» **WHAT THE EXERCISE ASKS**
Count the lines below containing "positions"; state the number only.

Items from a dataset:
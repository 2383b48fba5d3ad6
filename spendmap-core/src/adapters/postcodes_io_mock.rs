//! Mock postcodes.io server for testing
//!
//! Implements the bulk lookup endpoint only:
//! - POST /postcodes with `{"postcodes": [...]}` returns
//!   `{"status": 200, "result": [{"query": "...", "result": {...} | null}]}`

use std::collections::HashMap;
use std::io::{Read, Write};
use std::net::{TcpListener, TcpStream};
use std::sync::atomic::{AtomicBool, AtomicUsize, Ordering};
use std::sync::{Arc, Mutex};
use std::thread;

use serde::{Deserialize, Serialize};

/// Mock postcodes.io server
pub struct MockPostcodesServer {
    port: u16,
    running: Arc<AtomicBool>,
    requests: Arc<AtomicUsize>,
    batches: Arc<Mutex<Vec<Vec<String>>>>,
    thread_handle: Option<thread::JoinHandle<()>>,
}

/// Configuration for the mock responses
#[derive(Debug, Clone, Default)]
pub struct MockConfig {
    /// Postcodes the mock resolves, with (latitude, longitude)
    pub known: HashMap<String, (f64, f64)>,
    /// Answer every request with this HTTP status instead
    pub fail_status: Option<u16>,
}

#[derive(Deserialize)]
struct BulkRequest {
    postcodes: Vec<String>,
}

#[derive(Serialize)]
struct BulkResponse {
    status: u16,
    result: Vec<BulkEntry>,
}

#[derive(Serialize)]
struct BulkEntry {
    query: String,
    result: Option<MockPostcode>,
}

#[derive(Serialize)]
struct MockPostcode {
    postcode: String,
    latitude: f64,
    longitude: f64,
    country: String,
}

impl MockPostcodesServer {
    /// Start a new mock server on a random available port
    pub fn start(config: MockConfig) -> std::io::Result<Self> {
        let listener = TcpListener::bind("127.0.0.1:0")?;
        let port = listener.local_addr()?.port();
        let running = Arc::new(AtomicBool::new(true));
        let requests = Arc::new(AtomicUsize::new(0));
        let batches = Arc::new(Mutex::new(Vec::new()));

        // Non-blocking so the accept loop can observe shutdown
        listener.set_nonblocking(true)?;

        let running_clone = Arc::clone(&running);
        let requests_clone = Arc::clone(&requests);
        let batches_clone = Arc::clone(&batches);
        let thread_handle = thread::spawn(move || {
            while running_clone.load(Ordering::SeqCst) {
                match listener.accept() {
                    Ok((stream, _)) => {
                        requests_clone.fetch_add(1, Ordering::SeqCst);
                        handle_connection(stream, &config, &batches_clone);
                    }
                    Err(ref e) if e.kind() == std::io::ErrorKind::WouldBlock => {
                        thread::sleep(std::time::Duration::from_millis(10));
                    }
                    Err(_) => break,
                }
            }
        });

        Ok(Self {
            port,
            running,
            requests,
            batches,
            thread_handle: Some(thread_handle),
        })
    }

    /// Get the base URL for this mock server
    pub fn base_url(&self) -> String {
        format!("http://127.0.0.1:{}", self.port)
    }

    /// Number of connections served so far
    pub fn request_count(&self) -> usize {
        self.requests.load(Ordering::SeqCst)
    }

    /// Postcode batches received, in arrival order
    pub fn batches(&self) -> Vec<Vec<String>> {
        self.batches.lock().map(|b| b.clone()).unwrap_or_default()
    }

    /// Stop the mock server
    pub fn stop(&mut self) {
        self.running.store(false, Ordering::SeqCst);
        if let Some(handle) = self.thread_handle.take() {
            let _ = handle.join();
        }
    }
}

impl Drop for MockPostcodesServer {
    fn drop(&mut self) {
        self.stop();
    }
}

fn handle_connection(
    mut stream: TcpStream,
    config: &MockConfig,
    batches: &Mutex<Vec<Vec<String>>>,
) {
    let _ = stream.set_nonblocking(false);
    let Some((head, body)) = read_request(&mut stream) else {
        send_response(&mut stream, 400, "Bad Request", r#"{"status":400,"error":"Invalid request"}"#);
        return;
    };

    if let Some(status) = config.fail_status {
        let body = format!(r#"{{"status":{status},"error":"Mock failure"}}"#);
        send_response(&mut stream, status, "Error", &body);
        return;
    }

    let first_line = head.lines().next().unwrap_or("");
    let parts: Vec<&str> = first_line.split_whitespace().collect();
    if parts.len() < 2 || parts[0] != "POST" || parts[1] != "/postcodes" {
        send_response(&mut stream, 404, "Not Found", r#"{"status":404,"error":"Resource not found"}"#);
        return;
    }

    let request: BulkRequest = match serde_json::from_slice(&body) {
        Ok(r) => r,
        Err(_) => {
            send_response(&mut stream, 400, "Bad Request", r#"{"status":400,"error":"Invalid JSON"}"#);
            return;
        }
    };

    if let Ok(mut b) = batches.lock() {
        b.push(request.postcodes.clone());
    }

    let result = request
        .postcodes
        .into_iter()
        .map(|query| {
            let result = config.known.get(&query).map(|&(latitude, longitude)| MockPostcode {
                postcode: query.to_uppercase(),
                latitude,
                longitude,
                country: "England".to_string(),
            });
            BulkEntry { query, result }
        })
        .collect();

    let json = serde_json::to_string(&BulkResponse { status: 200, result })
        .unwrap_or_else(|_| r#"{"status":500}"#.to_string());
    send_response(&mut stream, 200, "OK", &json);
}

/// Read the request head and a `Content-Length` body
fn read_request(stream: &mut TcpStream) -> Option<(String, Vec<u8>)> {
    let mut data = Vec::new();
    let mut buffer = [0; 4096];

    let header_end = loop {
        let n = stream.read(&mut buffer).ok()?;
        if n == 0 {
            return None;
        }
        data.extend_from_slice(&buffer[..n]);
        if let Some(pos) = data.windows(4).position(|w| w == b"\r\n\r\n") {
            break pos + 4;
        }
    };

    let head = String::from_utf8_lossy(&data[..header_end]).to_string();
    let content_length = head
        .lines()
        .filter_map(|l| l.split_once(':'))
        .find(|(k, _)| k.trim().eq_ignore_ascii_case("content-length"))
        .and_then(|(_, v)| v.trim().parse::<usize>().ok())
        .unwrap_or(0);

    while data.len() < header_end + content_length {
        let n = stream.read(&mut buffer).ok()?;
        if n == 0 {
            break;
        }
        data.extend_from_slice(&buffer[..n]);
    }

    let body = data[header_end..].to_vec();
    Some((head, body))
}

fn send_response(stream: &mut TcpStream, status: u16, status_text: &str, body: &str) {
    let response = format!(
        "HTTP/1.1 {} {}\r\nContent-Type: application/json\r\nContent-Length: {}\r\nConnection: close\r\n\r\n{}",
        status,
        status_text,
        body.len(),
        body
    );
    let _ = stream.write_all(response.as_bytes());
    let _ = stream.flush();
}
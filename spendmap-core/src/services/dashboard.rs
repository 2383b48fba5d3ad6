//! Dashboard service - reactive callbacks over the spend table
//!
//! Every method is a pure function of the current control values. The table
//! is loaded once and shared read-only between requests.

use std::collections::{BTreeMap, HashMap};
use std::path::Path;
use std::sync::Arc;

use anyhow::{Context, Result};
use chrono::NaiveDateTime;
use log::info;
use serde::{Deserialize, Serialize};
use serde_json::{json, Value as JsonValue};

use crate::adapters::csv_table;
use crate::domain::result::Error;
use crate::domain::{format_timestamp, SpendRow, SpendTable};

/// Amount slider granularity
pub const AMOUNT_STEP: f64 = 50.0;

/// Map centre (central England) and zoom
const MAP_CENTER_LAT: f64 = 52.0;
const MAP_CENTER_LON: f64 = -0.44;
const MAP_ZOOM: &str = "5";

/// Selected date range: `start < created <= end`
#[derive(Debug, Clone, Copy, PartialEq)]
pub struct DateWindow {
    pub start: NaiveDateTime,
    pub end: NaiveDateTime,
}

impl DateWindow {
    pub fn new(start: NaiveDateTime, end: NaiveDateTime) -> Self {
        Self { start, end }
    }

    pub fn contains(&self, ts: NaiveDateTime) -> bool {
        self.start < ts && ts <= self.end
    }
}

/// Selected amount range, exclusive at both ends
#[derive(Debug, Clone, Copy, PartialEq)]
pub struct AmountWindow {
    pub low: f64,
    pub high: f64,
}

impl AmountWindow {
    pub fn new(low: f64, high: f64) -> Self {
        Self { low, high }
    }

    pub fn contains(&self, amount: f64) -> bool {
        self.low < amount && amount < self.high
    }
}

impl From<[f64; 2]> for AmountWindow {
    fn from(value: [f64; 2]) -> Self {
        Self::new(value[0], value[1])
    }
}

/// Points picked with the lasso/box tool on the map
#[derive(Debug, Clone, Default, PartialEq, Serialize, Deserialize)]
pub struct MapSelection {
    #[serde(default)]
    pub points: Vec<SelectedPoint>,
}

#[derive(Debug, Clone, Copy, PartialEq, Serialize, Deserialize)]
pub struct SelectedPoint {
    pub lat: f64,
    pub lon: f64,
}

impl MapSelection {
    pub fn latitudes(&self) -> Vec<f64> {
        self.points.iter().map(|p| p.lat).collect()
    }

    pub fn longitudes(&self) -> Vec<f64> {
        self.points.iter().map(|p| p.lon).collect()
    }
}

/// Derived state of the amount slider
#[derive(Debug, Clone, PartialEq, Serialize)]
pub struct AmountRange {
    pub min: f64,
    pub max: f64,
    pub marks: BTreeMap<i64, String>,
    pub value: [f64; 2],
}

/// One row of the data table
#[derive(Debug, Clone, PartialEq, Serialize)]
pub struct TableRow {
    pub created: String,
    pub amount: f64,
    pub category: String,
    pub description: String,
}

impl From<&SpendRow> for TableRow {
    fn from(row: &SpendRow) -> Self {
        Self {
            created: format_timestamp(&row.created),
            amount: row.amount,
            category: row.category.clone(),
            description: row.description.clone(),
        }
    }
}

/// Spend per category, ready for the pie chart
#[derive(Debug, Clone, Default, PartialEq, Serialize)]
pub struct PieSlices {
    pub labels: Vec<String>,
    pub values: Vec<f64>,
}

impl PieSlices {
    pub fn get(&self, label: &str) -> Option<f64> {
        self.labels
            .iter()
            .position(|l| l == label)
            .map(|i| self.values[i])
    }

    /// Plotly donut chart figure
    pub fn to_figure(&self) -> JsonValue {
        json!({
            "data": [{
                "values": self.values,
                "labels": self.labels,
                "hoverinfo": "label+value",
                "hole": 0.4,
                "type": "pie"
            }],
            "layout": {
                "title": "Expenses by Category",
                "annotations": [{
                    "font": { "size": 16 },
                    "showarrow": false,
                    "text": "Expenses"
                }]
            }
        })
    }
}

/// One marker per distinct location
#[derive(Debug, Clone, PartialEq, Serialize)]
pub struct MapMarker {
    pub lat: f64,
    pub lon: f64,
    /// Description of the first transaction at this location
    pub description: String,
    /// Sum of every transaction at this location
    pub amount: f64,
}

impl MapMarker {
    pub fn hover_text(&self) -> String {
        format!("{}: {}", self.description, self.amount.trunc() as i64)
    }
}

/// Plotly scattermapbox figure for a set of markers
pub fn map_figure(markers: &[MapMarker], access_token: &str) -> JsonValue {
    let lat: Vec<f64> = markers.iter().map(|m| m.lat).collect();
    let lon: Vec<f64> = markers.iter().map(|m| m.lon).collect();
    let text: Vec<String> = markers.iter().map(MapMarker::hover_text).collect();

    json!({
        "data": [{
            "lat": lat,
            "lon": lon,
            "mode": "markers",
            "hoverinfo": "text",
            "text": text,
            "type": "scattermapbox"
        }],
        "layout": {
            "mapbox": {
                "accesstoken": access_token,
                "center": { "lat": MAP_CENTER_LAT, "lon": MAP_CENTER_LON },
                "zoom": MAP_ZOOM
            },
            "margin": { "l": 0, "r": 0, "b": 0, "t": 0 }
        }
    })
}

/// Initial page state
#[derive(Debug, Clone, Serialize)]
pub struct Layout {
    pub min_date: Option<String>,
    pub max_date: Option<String>,
    pub rows: Vec<TableRow>,
}

/// Dashboard callbacks over an immutable spend table
#[derive(Debug, Clone)]
pub struct DashboardService {
    table: Arc<SpendTable>,
}

impl DashboardService {
    pub fn new(table: Arc<SpendTable>) -> Self {
        Self { table }
    }

    /// Load the enriched table, dropping internal transfers
    pub fn load(path: &Path, internal_category: &str) -> Result<Self> {
        let rows = csv_table::read_enriched(path)
            .with_context(|| format!("Failed to load enriched table {}", path.display()))?;
        let total = rows.len();
        let table = SpendTable::new(rows, internal_category);
        info!(
            "Loaded {} transactions ({} internal transfers hidden)",
            table.len(),
            total - table.len()
        );
        Ok(Self::new(Arc::new(table)))
    }

    pub fn table(&self) -> &SpendTable {
        &self.table
    }

    fn in_window<'a>(&'a self, dates: &'a DateWindow) -> impl Iterator<Item = &'a SpendRow> + 'a {
        self.table.rows().iter().filter(move |r| dates.contains(r.created))
    }

    fn in_windows<'a>(
        &'a self,
        dates: &'a DateWindow,
        amounts: &'a AmountWindow,
    ) -> impl Iterator<Item = &'a SpendRow> + 'a {
        self.in_window(dates).filter(move |r| amounts.contains(r.amount))
    }

    /// Date picker bounds and the unfiltered table
    pub fn layout(&self) -> Layout {
        let bounds = self.table.date_bounds();
        Layout {
            min_date: bounds.map(|(min, _)| format_timestamp(&min)),
            max_date: bounds.map(|(_, max)| format_timestamp(&max)),
            rows: self.table.rows().iter().map(TableRow::from).collect(),
        }
    }

    /// Slider minimum: smallest spend in the window, floored to the step
    pub fn amount_min(&self, dates: &DateWindow) -> Option<f64> {
        let min = self.in_window(dates).map(|r| r.amount).reduce(f64::min)?;
        Some((min / AMOUNT_STEP).floor() * AMOUNT_STEP)
    }

    /// Slider maximum: largest spend in the window, ceiled to the step
    pub fn amount_max(&self, dates: &DateWindow) -> Option<f64> {
        let max = self.in_window(dates).map(|r| r.amount).reduce(f64::max)?;
        Some((max / AMOUNT_STEP).ceil() * AMOUNT_STEP)
    }

    /// Slider tick labels at every step from min to max inclusive
    pub fn amount_marks(&self, dates: &DateWindow) -> Option<BTreeMap<i64, String>> {
        let low = self.amount_min(dates)? as i64;
        let high = self.amount_max(dates)? as i64;
        Some(
            (low..=high)
                .step_by(AMOUNT_STEP as usize)
                .map(|i| (i, i.to_string()))
                .collect(),
        )
    }

    /// Slider value, reset to the full range whenever the dates change
    pub fn amount_value(&self, dates: &DateWindow) -> Option<[f64; 2]> {
        Some([self.amount_min(dates)?, self.amount_max(dates)?])
    }

    /// All slider outputs at once
    pub fn amount_range(&self, dates: &DateWindow) -> Option<AmountRange> {
        Some(AmountRange {
            min: self.amount_min(dates)?,
            max: self.amount_max(dates)?,
            marks: self.amount_marks(dates)?,
            value: self.amount_value(dates)?,
        })
    }

    /// Table rows inside both windows, in table order
    pub fn table_rows(&self, dates: &DateWindow, amounts: &AmountWindow) -> Vec<TableRow> {
        self.in_windows(dates, amounts).map(TableRow::from).collect()
    }

    /// Absolute spend per category inside both windows.
    ///
    /// With a map selection, only latitudes restrict the rows: the longitude
    /// filter is overwritten by the latitude one and never applies.
    pub fn pie_slices(
        &self,
        dates: &DateWindow,
        amounts: &AmountWindow,
        selection: Option<&MapSelection>,
    ) -> PieSlices {
        let latitudes = selection.map(MapSelection::latitudes);

        let mut by_category: BTreeMap<&str, f64> = BTreeMap::new();
        for row in self.in_window(dates) {
            if let Some(lats) = &latitudes {
                match row.lat {
                    Some(lat) if lats.contains(&lat) => {}
                    _ => continue,
                }
            }
            if !amounts.contains(row.amount) {
                continue;
            }
            *by_category.entry(row.category.as_str()).or_insert(0.0) += row.amount;
        }

        PieSlices {
            labels: by_category.keys().map(|k| k.to_string()).collect(),
            values: by_category.values().map(|v| v.abs().floor()).collect(),
        }
    }

    /// Pie chart figure
    pub fn pie_figure(
        &self,
        dates: &DateWindow,
        amounts: &AmountWindow,
        selection: Option<&MapSelection>,
    ) -> JsonValue {
        self.pie_slices(dates, amounts, selection).to_figure()
    }

    /// One marker per distinct (lat, long), amounts summed, first-seen order
    pub fn map_markers(&self, dates: &DateWindow, amounts: &AmountWindow) -> Vec<MapMarker> {
        let mut markers: Vec<MapMarker> = Vec::new();
        let mut positions: HashMap<(u64, u64), usize> = HashMap::new();

        for row in self.in_windows(dates, amounts) {
            let (Some(lat), Some(lon)) = (row.lat, row.long) else {
                continue;
            };
            match positions.get(&(lat.to_bits(), lon.to_bits())) {
                Some(&i) => markers[i].amount += row.amount,
                None => {
                    positions.insert((lat.to_bits(), lon.to_bits()), markers.len());
                    markers.push(MapMarker {
                        lat,
                        lon,
                        description: row.description.clone(),
                        amount: row.amount,
                    });
                }
            }
        }

        markers
    }

    /// Map figure; fails when no map access token is available
    pub fn map_figure(
        &self,
        dates: &DateWindow,
        amounts: &AmountWindow,
        access_token: Option<&str>,
    ) -> std::result::Result<JsonValue, Error> {
        let token = access_token.ok_or_else(|| {
            Error::config(format!(
                "{} is not set; the map cannot be rendered",
                crate::config::MAP_TOKEN_ENV
            ))
        })?;
        Ok(map_figure(&self.map_markers(dates, amounts), token))
    }
}
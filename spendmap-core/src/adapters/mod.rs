//! Adapter implementations
//!
//! Adapters implement the port traits and file formats with concrete technologies:
//! - postcodes.io HTTP client for the PostcodeGeocoder port
//! - CSV files for the raw export and the enriched table

pub mod csv_table;
pub mod postcodes_io;

#[cfg(test)]
pub mod postcodes_io_mock;
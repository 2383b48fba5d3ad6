//! Core domain entities
//!
//! Pure data structures and transformations - no I/O.

mod postcode;
mod spend;
mod transaction;
pub mod result;

pub use postcode::{extract_postcode, Coordinates, LookupOutcome, PostcodeLookup, PostcodeMatch};
pub use spend::{SpendRow, SpendTable};
pub use transaction::{
    clean_amount, format_timestamp, parse_timestamp, Transaction, TransactionTable,
    DERIVED_COLUMNS, REQUIRED_COLUMNS,
};
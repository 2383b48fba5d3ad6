//! Service layer - business logic orchestration
//!
//! Services coordinate domain logic and port interactions. Each service
//! focuses on one stage of the pipeline.

pub mod dashboard;
pub mod preprocess;

pub use dashboard::{
    AmountRange, AmountWindow, DashboardService, DateWindow, Layout, MapMarker, MapSelection,
    PieSlices, SelectedPoint, TableRow,
};
pub use preprocess::{GeocodeSummary, PreprocessReport, PreprocessService};
//! spendmap CLI - enrich a bank export and explore it on a map

use std::path::PathBuf;
use std::process::ExitCode;

use anyhow::Result;
use clap::{Parser, Subcommand};
use env_logger::Env;

mod commands;
mod output;
mod server;

use commands::{dashboard, preprocess};

/// spendmap - where does the money go?
#[derive(Parser)]
#[command(name = "spendmap", version, about, long_about = None)]
struct Cli {
    #[command(subcommand)]
    command: Commands,
}

#[derive(Subcommand)]
enum Commands {
    /// Enrich a transaction export with running totals and coordinates
    Preprocess {
        /// Path to the exported CSV (`~` is expanded)
        file: PathBuf,
        /// Output the report as JSON
        #[arg(long)]
        json: bool,
    },

    /// Serve the interactive dashboard
    Dashboard {
        /// Enriched table to load (defaults to the configured output path)
        #[arg(long)]
        input: Option<PathBuf>,
        /// Port to listen on
        #[arg(long)]
        port: Option<u16>,
    },
}

fn main() -> ExitCode {
    env_logger::Builder::from_env(Env::default().default_filter_or("info")).init();

    let cli = Cli::parse();

    match run(cli) {
        Ok(()) => ExitCode::SUCCESS,
        Err(e) => {
            output::error(&format!("{:#}", e));
            ExitCode::FAILURE
        }
    }
}

fn run(cli: Cli) -> Result<()> {
    match cli.command {
        Commands::Preprocess { file, json } => preprocess::run(&file, json),
        Commands::Dashboard { input, port } => dashboard::run(input, port),
    }
}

» **RESPONSE**
3